Lol! I still respect his writing skills, but he's gone completely insane. The Trig Truthers, indeed.
I Voted!

Poll workers told me that voting was steady and that at least 50 voters were lined up when the polls opened. The guy in front of me didn't have his current address on his driver's license, and the workers demanded additional ID from him. Fortunately he was prepared with an APS bill and a cable bill, so they let him vote, but I was very pleased to see Arizona's tough voter ID bill being enforced.

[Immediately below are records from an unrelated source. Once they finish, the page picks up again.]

//! OpenAI API types.

use serde::{Deserialize, Serialize};

/// OpenAI API request.
#[derive(Debug, Serialize)]
pub struct ApiRequest {
    pub model: String,
    pub messages: Vec<ApiMessage>,
    #[serde(skip_serializing_if = "Option::is_none")]
    pub max_tokens: Option<u32>,
    #[serde(skip_serializing_if = "Option::is_none")]
    pub temperature: Option<f32>,
    #[serde(skip_serializing_if = "Option::is_none")]
    pub response_format: Option<ResponseFormat>,
}

/// API message format.
#[derive(Debug, Serialize, Deserialize)]
pub struct ApiMessage {
    pub role: String,
    pub content: String,
}

impl ApiMessage {
    pub fn system(content: impl Into<String>) -> Self {
        Self {
            role: "system".to_string(),
            content: content.into(),
        }
    }

    pub fn user(content: impl Into<String>) -> Self {
        Self {
            role: "user".to_string(),
            content: content.into(),
        }
    }
}

/// Requested response format.
#[derive(Debug, Serialize)]
pub struct ResponseFormat {
    #[serde(rename = "type")]
    pub format_type: String,
}

impl ResponseFormat {
    pub fn json_object() -> Self {
        Self {
            format_type: "json_object".to_string(),
        }
    }
}

/// API response. Only the fields the provider reads.
#[derive(Debug, Deserialize)]
pub struct ApiResponse {
    #[serde(default)]
    pub model: Option<String>,
    pub choices: Vec<Choice>,
}

/// Response choice.
#[derive(Debug, Deserialize)]
pub struct Choice {
    pub message: ResponseMessage,
    #[serde(default)]
    pub finish_reason: Option<String>,
}

/// Response message.
#[derive(Debug, Deserialize)]
pub struct ResponseMessage {
    pub content: Option<String>,
}

#[cfg(test)]
#[path = "api_tests.rs"]
mod tests;
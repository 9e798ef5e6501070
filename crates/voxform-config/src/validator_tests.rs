use super::*;

fn configured() -> Config {
    let mut config = Config::default();
    config.provider.api_key = Some("sk-test".to_string());
    config
}

#[test]
fn test_validate_default_config() {
    let result = ConfigValidator::validate(&configured());
    assert!(result.is_valid());
    assert!(result.warnings.is_empty());
}

#[test]
fn test_missing_api_key_is_a_warning() {
    let result = ConfigValidator::validate(&Config::default());
    assert!(result.is_valid());
    assert!(result.warnings.iter().any(|w| w.path == "provider.api_key"));
}

#[test]
fn test_validate_invalid_port() {
    let mut config = configured();
    config.server.port = 0;

    let result = ConfigValidator::validate(&config);
    assert!(!result.is_valid());
    assert!(result.errors.iter().any(|e| e.path == "server.port"));
}

#[test]
fn test_validate_invalid_origin() {
    let mut config = configured();
    config.server.cors_origins.push("localhost:8080".to_string());

    let result = ConfigValidator::validate(&config);
    assert!(result.errors.iter().any(|e| e.path == "server.cors_origins"));
}

#[test]
fn test_validate_invalid_base_url() {
    let mut config = configured();
    config.provider.base_url = Some("invalid-url".to_string());

    let result = ConfigValidator::validate(&config);
    assert!(!result.is_valid());
    assert!(result.errors.iter().any(|e| e.path == "provider.base_url"));
}

#[test]
fn test_validate_temperature_range() {
    let mut config = configured();
    config.provider.temperature = 3.5;

    let result = ConfigValidator::validate(&config);
    assert!(result.errors.iter().any(|e| e.path == "provider.temperature"));
}

#[test]
fn test_validate_zero_max_tokens() {
    let mut config = configured();
    config.provider.max_tokens = 0;

    let result = ConfigValidator::validate(&config);
    assert!(result.errors.iter().any(|e| e.path == "provider.max_tokens"));
}

#[test]
fn test_validate_zero_timeout() {
    let mut config = configured();
    config.provider.timeout_seconds = Some(0);

    let result = ConfigValidator::validate(&config);
    assert!(result.errors.iter().any(|e| e.path == "provider.timeout_seconds"));
}

#[test]
fn test_validate_threshold_out_of_range() {
    let mut config = configured();
    config.voice.confidence_threshold = 1.5;

    let result = ConfigValidator::validate(&config);
    assert!(result.errors.iter().any(|e| e.path == "voice.confidence_threshold"));
}

#[test]
fn test_validate_threshold_of_one_warns() {
    let mut config = configured();
    config.voice.confidence_threshold = 1.0;

    let result = ConfigValidator::validate(&config);
    assert!(result.is_valid());
    assert!(result.warnings.iter().any(|w| w.path == "voice.confidence_threshold"));
}

#[test]
fn test_validate_bad_endpoint() {
    let mut config = configured();
    config.voice.endpoint = "ftp://example.test".to_string();

    let result = ConfigValidator::validate(&config);
    assert!(result.errors.iter().any(|e| e.path == "voice.endpoint"));
}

I did vote for one Democrat; the guy who was running against Sheriff Joe Arpaio. I used to be an Arpaio fan, but he's become a parody of his former self and I would be very pleased to see him voted out (although I expect him to win).
Annoy the Media and Vote!

This is supposed a minor distraction on the way to be the coronation of King Obama I, but remember, the Super Bowl was supposed to be a mere formality before we could all acknowledge that the New England Patriots were the greatest football team of all time.

I cannot guarantee our efforts will be crowned with success. But I can guarantee you that if we sit home and sulk we'll lose big time. Let's do our part today, and if the miracle occurs we can all say we were part of the greatest comeback in political history since... well, since John McCain became the Republican nominee.

Monday, November 03, 2008
Around the Horn

Why liberals should cheer a McCain victory.

1. It would be a victory for an underdog. Liberals are supposed to like underdogs. McCain is a lonely guy standing up against an unprecedentedly well-financed, superorganized, ExxonMobil-like Obama juggernaut. A McCain upset victory would be a classic liberal happy ending.

Another moron Obamacan claims that Obama is the "real" conservative:

Social Security has long been considered one of the most successful New Deal programs, working well now for 70 years. Yet in 2005, the Bush plan to establish private accounts that could be invested in the Stock Market got nowhere. McCain, too, has embraced this idea. In 2008 it looks ridiculous. The Stock Market! Again, this is a radical proposal, not a conservative one.

Yes indeedy, keeping your money earning that 1-2% that it does in Social Security is better than investing in the longer term winner of the stock market. And this is hardly conservative:

Ever since Roe vs. Wade, abortion has been a salient controversy in our politics. But the availability of abortion is linked to the long advancement of women's equality. Again, we are dealing with social change, and this requires understanding social change, a Burkean imperative that Obama understands.

How is the availability of abortion linked to the long advancement of women's equality? That goes unanswered, as does whether the long advancement of women's equality is good for the country.
Sunday, November 02, 2008
Obama: I Will Bankrupt the Coal Industry

Asked for a comment, Andrew Sullivan said that Obama's position was actually the conservative position. "He talked about markets, and that's conservative."

Update: Rick Moran's take: Change you can freeze to death by. His commenter Darren points out this contractiction in Obama's grandiose claims:

So if somebody wants to build a coal-powered plant, they can; it's just that it will bankrupt them because they're going to be charged a huge sum for all that greenhouse gas that's being emitted.

That will also generate billions of dollars that we can invest in solar, wind, biodiesel and other alternative energy approaches.

It's kind of like the logic that says raising taxes further on cigarettes will not only stop people from smoking, but will generate lots of revenues.